Re: Mutability
Re: Mutability
- Subject: Re: Mutability
- From: Ondra Cada <email@hidden>
- Date: Wed, 21 Nov 2001 18:16:27 +0100
Julien,
>
>>>>> Julien Dufour (JD) wrote at Wed, 21 Nov 2001 17:48:42 +0100:
JD> Typing would limit the set of messages you can send to an object during
JD> compilation. So when an object A is given to object to another object B,
JD> the compiler would know what are the requirements for A (defined by B),
JD> and verify that you only pass objects that can be handled.
That's the idea... which does not work. The compiler _CAN'T_ know whether in
reality (in run-time) the object which is sent those messages is A indeed or
not.
Besides, the compiler can't even know which messages A understands, since it
is determined dynamically as well! There can be an A category (or
posedAsClass) added. A can, too, just re-direct messages to another object,
whose class is unknown at the runtime. Etc, etc.
JD> For example, you write a piece that reverse the order of the elements of
JD> a list.
Right, that's a very nice example. Since...
JD> This piece has two requirements:
JD> - the argument must be a list.
JD> - the list must be mutable.
...both those presumptions are wrong!
JD> It would be a non-sense to give a window or a non-mutable object to this
JD> piece of code.
It would not.
First, the window: it might contain a list to which it re-directs all
messages it does not understand itself. You would probably (?) advocate that
the proper way of doing that is this:
id aWindow;
id aList;
...
// I'll use functions here to keep the questioned object in argument -- in
practice it would be better to make it a message receiver:
reverseList(aList);
reverseList([aWindow list]); //(*)
Did I guess properly?
Well, the problem with this approach is that it bounds you too tightly to
the current situation: you lose flexibility.
The proper way of doing that is saying: "reveseList's argument can be any
object which understands -count, -objectAtIndex:, and
replaceObjectAtIndex:byObject:" (or something like that) ", otherwise it
raises an exception".
What "kind" (type, class) of object it really is is absolutely unimportant.
It can be a NSMutableArray of course (quite probably the most often
solution); but it can be a very special list of mine, NSObject's direct
subclass with a specific implementation and just the needed API, or the
aforementioned window which redirects messages to its internal list, etc.

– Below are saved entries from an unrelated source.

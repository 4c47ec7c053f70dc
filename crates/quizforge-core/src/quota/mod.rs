//! Quota Admission & Usage Tracking
//!
//! Keeps per-minute and per-day request counters for the AI backend and
//! answers "may another call be attempted right now?".
//!
//! - The minute window is rolling: it restarts at the instant of the first
//!   call made 60s or more after the previous window opened.
//! - The daily counter rolls over when the local calendar date changes; the
//!   finished day is appended to a bounded history.
//! - State is persisted through a [`QuotaStore`]. Storage failures are
//!   logged and never reach the caller.

use crate::clock::{Clock, SystemClock};
use crate::error::{Error, Result};
use chrono::{DateTime, NaiveDate, Utc};
use serde::{Deserialize, Serialize};
use std::collections::VecDeque;
use std::sync::Arc;
use std::time::Duration;
use tokio::sync::Mutex;
use tracing::{debug, info, warn};

mod store;

pub use store::{FileQuotaStore, MemoryQuotaStore, PersistenceError, QuotaStore};

/// Length of one accounting window
pub const MINUTE_WINDOW: Duration = Duration::from_secs(60);

// ============================================================================
// Config
// ============================================================================

/// Configured quota ceilings
#[derive(Debug, Clone, Serialize, Deserialize)]
pub struct QuotaConfig {
    /// Calls allowed per rolling minute
    #[serde(default = "default_minute_quota")]
    pub minute_quota: u32,
    /// Calls allowed per local calendar day
    #[serde(default = "default_daily_quota")]
    pub daily_quota: u32,
    /// Days of usage history to keep
    #[serde(default = "default_history_days")]
    pub history_days: usize,
}

fn default_minute_quota() -> u32 {
    15
}

fn default_daily_quota() -> u32 {
    120
}

fn default_history_days() -> usize {
    30
}

impl Default for QuotaConfig {
    fn default() -> Self {
        Self {
            minute_quota: default_minute_quota(),
            daily_quota: default_daily_quota(),
            history_days: default_history_days(),
        }
    }
}

impl QuotaConfig {
    /// Reject ceilings that would make every call fail.
    pub fn validate(&self) -> Result<()> {
        if self.minute_quota == 0 {
            return Err(Error::invalid_config(
                "quota.minute_quota",
                "must be greater than 0",
            ));
        }
        if self.daily_quota == 0 {
            return Err(Error::invalid_config(
                "quota.daily_quota",
                "must be greater than 0",
            ));
        }
        if self.history_days == 0 {
            return Err(Error::invalid_config(
                "quota.history_days",
                "must be greater than 0",
            ));
        }
        Ok(())
    }
}

// ============================================================================
// State
// ============================================================================

/// Usage for one finished day
#[derive(Debug, Clone, PartialEq, Eq, Serialize, Deserialize)]
#[serde(rename_all = "camelCase")]
pub struct DailyUsage {
    /// Local calendar date
    pub date: NaiveDate,
    /// Calls recorded that day
    pub requests: u32,
    /// Calls that exceeded a quota that day
    pub quota_exceeds: u32,
}

/// Persisted quota accounting state
#[derive(Debug, Clone, PartialEq, Eq, Serialize, Deserialize)]
#[serde(rename_all = "camelCase")]
pub struct QuotaState {
    /// Calls recorded on `day_key`
    pub requests_today: u32,
    /// Calls recorded in the current minute window
    pub requests_this_minute: u32,
    /// When the current minute window opened
    pub minute_window_start: DateTime<Utc>,
    /// Local date the daily counter applies to
    pub day_key: NaiveDate,
    /// Per-minute ceiling
    pub minute_quota: u32,
    /// Per-day ceiling
    pub daily_quota: u32,
    /// Exceedances since the last daily rollover
    pub quota_exceeded_count: u32,
    /// Finished days, oldest first
    #[serde(default)]
    pub history: VecDeque<DailyUsage>,
}

impl QuotaState {
    /// Fresh state with zeroed counters and a window opening at `now`.
    #[must_use]
    pub fn new(config: &QuotaConfig, now: DateTime<Utc>, today: NaiveDate) -> Self {
        Self {
            requests_today: 0,
            requests_this_minute: 0,
            minute_window_start: now,
            day_key: today,
            minute_quota: config.minute_quota,
            daily_quota: config.daily_quota,
            quota_exceeded_count: 0,
            history: VecDeque::new(),
        }
    }

    /// Time elapsed in the current window, clamped at zero if the clock
    /// moved backwards.
    fn window_elapsed(&self, now: DateTime<Utc>) -> Duration {
        (now - self.minute_window_start)
            .to_std()
            .unwrap_or(Duration::ZERO)
    }

    fn window_remaining(&self, now: DateTime<Utc>) -> Duration {
        MINUTE_WINDOW.saturating_sub(self.window_elapsed(now))
    }

    /// Close out the stored day once the calendar moves forward. A date
    /// earlier than `day_key` leaves the counters alone.
    fn roll_day(&mut self, today: NaiveDate, history_days: usize) -> bool {
        if today <= self.day_key {
            return false;
        }
        self.history.push_back(DailyUsage {
            date: self.day_key,
            requests: self.requests_today,
            quota_exceeds: self.quota_exceeded_count,
        });
        while self.history.len() > history_days {
            self.history.pop_front();
        }
        self.requests_today = 0;
        self.quota_exceeded_count = 0;
        self.day_key = today;
        true
    }

    fn roll_minute(&mut self, now: DateTime<Utc>) -> bool {
        if self.window_elapsed(now) < MINUTE_WINDOW {
            return false;
        }
        self.requests_this_minute = 0;
        self.minute_window_start = now;
        true
    }
}

/// Outcome of [`QuotaTracker::record`] or [`QuotaTracker::check`]
#[derive(Debug, Clone, Serialize)]
#[serde(rename_all = "camelCase")]
pub struct QuotaStatus {
    /// Whether the quota is (or would be) exceeded
    pub is_quota_exceeded: bool,
    /// State snapshot the decision was made on
    pub state: QuotaState,
    /// Milliseconds until the minute window resets (0 when not exceeded)
    #[serde(rename = "timeToReset")]
    pub time_to_reset_ms: u64,
}

impl QuotaStatus {
    fn new(is_quota_exceeded: bool, state: QuotaState, time_to_reset: Duration) -> Self {
        Self {
            is_quota_exceeded,
            state,
            time_to_reset_ms: time_to_reset.as_millis() as u64,
        }
    }

    /// Time until the minute window resets
    #[must_use]
    pub fn time_to_reset(&self) -> Duration {
        Duration::from_millis(self.time_to_reset_ms)
    }

    /// Whole seconds to wait, rounded up (at least 1 when exceeded).
    #[must_use]
    pub fn retry_after_secs(&self) -> u64 {
        let secs = self.time_to_reset_ms.div_ceil(1000);
        if self.is_quota_exceeded {
            secs.max(1)
        } else {
            secs
        }
    }
}

/// Flattened quota view for status displays
#[derive(Debug, Clone, Serialize)]
#[serde(rename_all = "camelCase")]
pub struct QuotaSnapshot {
    /// Calls in the current minute window
    pub requests_this_minute: u32,
    /// Per-minute ceiling
    pub minute_quota: u32,
    /// Calls today
    pub requests_today: u32,
    /// Per-day ceiling
    pub daily_quota: u32,
    /// Milliseconds until the minute window resets
    #[serde(rename = "timeToReset")]
    pub time_to_reset_ms: u64,
    /// Whether a new call would be refused
    pub is_quota_exceeded: bool,
    /// Exceedances today
    pub quota_exceeded_count: u32,
    /// Date the daily counter applies to
    pub day_key: NaiveDate,
    /// Finished days, oldest first
    pub history: Vec<DailyUsage>,
}

impl From<QuotaStatus> for QuotaSnapshot {
    fn from(status: QuotaStatus) -> Self {
        let state = status.state;
        Self {
            requests_this_minute: state.requests_this_minute,
            minute_quota: state.minute_quota,
            requests_today: state.requests_today,
            daily_quota: state.daily_quota,
            time_to_reset_ms: status.time_to_reset_ms,
            is_quota_exceeded: status.is_quota_exceeded,
            quota_exceeded_count: state.quota_exceeded_count,
            day_key: state.day_key,
            history: state.history.into(),
        }
    }
}

// ============================================================================
// QuotaTracker
// ============================================================================

struct Slot {
    state: QuotaState,
    loaded: bool,
}

/// Admission gate and usage recorder for outbound AI calls.
///
/// The in-process copy of the state is authoritative; the store is loaded
/// once (on [`init`](Self::init) or first use) and written after every
/// [`record`](Self::record).
pub struct QuotaTracker {
    config: QuotaConfig,
    store: Arc<dyn QuotaStore>,
    clock: Arc<dyn Clock>,
    slot: Mutex<Slot>,
}

impl QuotaTracker {
    /// Create a tracker on the system clock.
    pub fn new(config: QuotaConfig, store: Arc<dyn QuotaStore>) -> Self {
        Self::with_clock(config, store, Arc::new(SystemClock))
    }

    /// Create a tracker on a custom clock.
    pub fn with_clock(
        config: QuotaConfig,
        store: Arc<dyn QuotaStore>,
        clock: Arc<dyn Clock>,
    ) -> Self {
        let state = QuotaState::new(&config, clock.now(), clock.today());
        Self {
            config,
            store,
            clock,
            slot: Mutex::new(Slot {
                state,
                loaded: false,
            }),
        }
    }

    /// Configured ceilings
    #[must_use]
    pub fn config(&self) -> &QuotaConfig {
        &self.config
    }

    /// Load persisted state. Calling this is optional; every operation
    /// loads lazily.
    pub async fn init(&self) -> QuotaState {
        let mut slot = self.slot.lock().await;
        self.ensure_loaded(&mut slot).await;
        info!(
            requests_today = slot.state.requests_today,
            day = %slot.state.day_key,
            "Quota tracker initialized"
        );
        slot.state.clone()
    }

    /// Record one outbound call and report whether it exceeded a quota.
    ///
    /// The call is counted before the exceed check, so the call that
    /// crosses a ceiling is itself counted.
    pub async fn record(&self) -> QuotaStatus {
        let mut slot = self.slot.lock().await;
        self.ensure_loaded(&mut slot).await;

        let now = self.clock.now();
        let today = self.clock.today();
        let state = &mut slot.state;

        let previous_day = state.day_key;
        if today < previous_day {
            warn!(
                stored_day = %previous_day,
                today = %today,
                "Clock is behind the stored quota day, keeping counters"
            );
        } else if state.roll_day(today, self.config.history_days) {
            info!(
                previous_day = %previous_day,
                today = %today,
                "Daily quota counter rolled over"
            );
        }
        if state.roll_minute(now) {
            debug!("Minute quota window restarted");
        }

        state.requests_this_minute = state.requests_this_minute.saturating_add(1);
        state.requests_today = state.requests_today.saturating_add(1);

        let is_quota_exceeded = state.requests_this_minute > state.minute_quota
            || state.requests_today >= state.daily_quota;

        let time_to_reset = if is_quota_exceeded {
            state.quota_exceeded_count = state.quota_exceeded_count.saturating_add(1);
            let remaining = state.window_remaining(now);
            warn!(
                requests_this_minute = state.requests_this_minute,
                minute_quota = state.minute_quota,
                requests_today = state.requests_today,
                daily_quota = state.daily_quota,
                reset_in_ms = remaining.as_millis() as u64,
                "Quota exceeded"
            );
            remaining
        } else {
            Duration::ZERO
        };

        if let Err(e) = self.store.save(state).await {
            warn!(error = %e, "Failed to persist quota state, continuing in memory");
        }

        QuotaStatus::new(is_quota_exceeded, state.clone(), time_to_reset)
    }

    /// Pre-flight admission check. Never mutates or persists state.
    ///
    /// Uses `>=` against the minute quota, one slot tighter than
    /// [`record`](Self::record), so a call that `record` would flag is
    /// refused up front.
    pub async fn check(&self) -> QuotaStatus {
        let mut slot = self.slot.lock().await;
        self.ensure_loaded(&mut slot).await;

        let now = self.clock.now();
        let state = &slot.state;

        if state.window_elapsed(now) >= MINUTE_WINDOW {
            // The stored counter is stale; report the window as empty
            // without restarting it.
            let mut view = state.clone();
            view.requests_this_minute = 0;
            return QuotaStatus::new(false, view, Duration::ZERO);
        }

        let is_quota_exceeded = state.requests_this_minute >= state.minute_quota;
        let time_to_reset = if is_quota_exceeded {
            state.window_remaining(now)
        } else {
            Duration::ZERO
        };
        QuotaStatus::new(is_quota_exceeded, state.clone(), time_to_reset)
    }

    /// Read-through view of [`check`](Self::check) for status endpoints.
    pub async fn status(&self) -> QuotaSnapshot {
        self.check().await.into()
    }

    /// Finished-day usage, oldest first.
    pub async fn history(&self) -> Vec<DailyUsage> {
        let mut slot = self.slot.lock().await;
        self.ensure_loaded(&mut slot).await;
        slot.state.history.iter().cloned().collect()
    }

    /// Flush the current state to the store.
    pub async fn close(&self) {
        let slot = self.slot.lock().await;
        if !slot.loaded {
            return;
        }
        match self.store.save(&slot.state).await {
            Ok(()) => debug!("Quota state flushed"),
            Err(e) => warn!(error = %e, "Failed to flush quota state on close"),
        }
    }

    async fn ensure_loaded(&self, slot: &mut Slot) {
        if slot.loaded {
            return;
        }
        slot.state = self.load_or_default().await;
        slot.loaded = true;
    }

    async fn load_or_default(&self) -> QuotaState {
        let fresh = || QuotaState::new(&self.config, self.clock.now(), self.clock.today());

        match self.store.load().await {
            Ok(Some(mut state)) => {
                // Configured ceilings win over whatever was persisted.
                state.minute_quota = self.config.minute_quota;
                state.daily_quota = self.config.daily_quota;
                while state.history.len() > self.config.history_days {
                    state.history.pop_front();
                }
                debug!(day = %state.day_key, "Loaded persisted quota state");
                state
            }
            Ok(None) => {
                debug!("No persisted quota state, starting fresh");
                fresh()
            }
            Err(e) => {
                warn!(error = %e, "Failed to load quota state, starting fresh");
                fresh()
            }
        }
    }
}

As for mutability: letting alone that in some cases it might be desirable to
make a mutable copy of an immutable argument (this case I described in one
of my previous mails), there's a much simpler thing:
_Whenever the argument represent an empty list or a list of exactly one
item, or a list which is symmetric (item[k] isEqual:item[N-k+1]), the method
should do nothing_.
Especially, it should work properly on such lists regardless they are
mutable or not!
JD> Typing makes the compiler able to warn you when you are
JD> doing such a non-sense. Handling this is easy at compile time: you
JD> change your code so that it can never happend.
Again, nope: with this kind of compiler support, you _THINK_ it can never
happened, and consequently you change your code so that as soon as it happens
-- and it *WILL*, in any real-world, distributed,
more-complicated-than-tic-tac-toe thing -- all hell will break loose.

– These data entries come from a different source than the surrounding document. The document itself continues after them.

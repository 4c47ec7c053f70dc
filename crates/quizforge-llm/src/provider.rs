//! LLM Provider trait definition

use crate::completion::{CompletionRequest, CompletionResponse};
use crate::error::Result;

/// Trait for generative AI backends
///
/// Implementations must report throttling as [`crate::Error::RateLimit`] so
/// callers can tell it apart from permanent failures.
#[async_trait::async_trait]
pub trait LlmProvider: Send + Sync {
    /// Get the provider name
    fn name(&self) -> &str;

    /// Get the default model
    fn default_model(&self) -> &str;

    /// Complete a single prompt
    async fn complete(&self, request: CompletionRequest) -> Result<CompletionResponse>;
}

JD> ...Handling this at runtime is difficult:
Agreed, but it's the *ONLY* way to make your code robust, easily debuggable,
easily maintainable, and easily upgradeable.
JD> you have to find a way to raise to error up, and
JD> you have above all to handle such errors!!!
Not really: with proper runtime support (like the ObjC one is) and properly
designed libraries (like the OpenStep ones were) you can leave all errorneous
situations unchecked -- they will raise an exception "by default", thanks to
the runtime.
JD> C++ is an OO langage has much as ObjectiveC.
That's a widely spread misunderstanding. C++ does not even support
polymorphism properly: make two classes which are not in one inheritance
branch, implement _the same_ method in both, and try it. You'll be surprised
;)))
JD> >Am I completely wrong here? If so, why?
JD>
JD> You are not completely wrong. I have just been influenced by the Cocoa
JD> actions mecanism, and you try to use it everywhere. At the first look,
JD> actions look great, especially for the menus management. However,
JD> actions should be typechecked two, it would make the developer work
JD> easier.
Again, quite the contrary. Actions are just a special case of using the
generic OO system; and how would you want to typecheck them?!?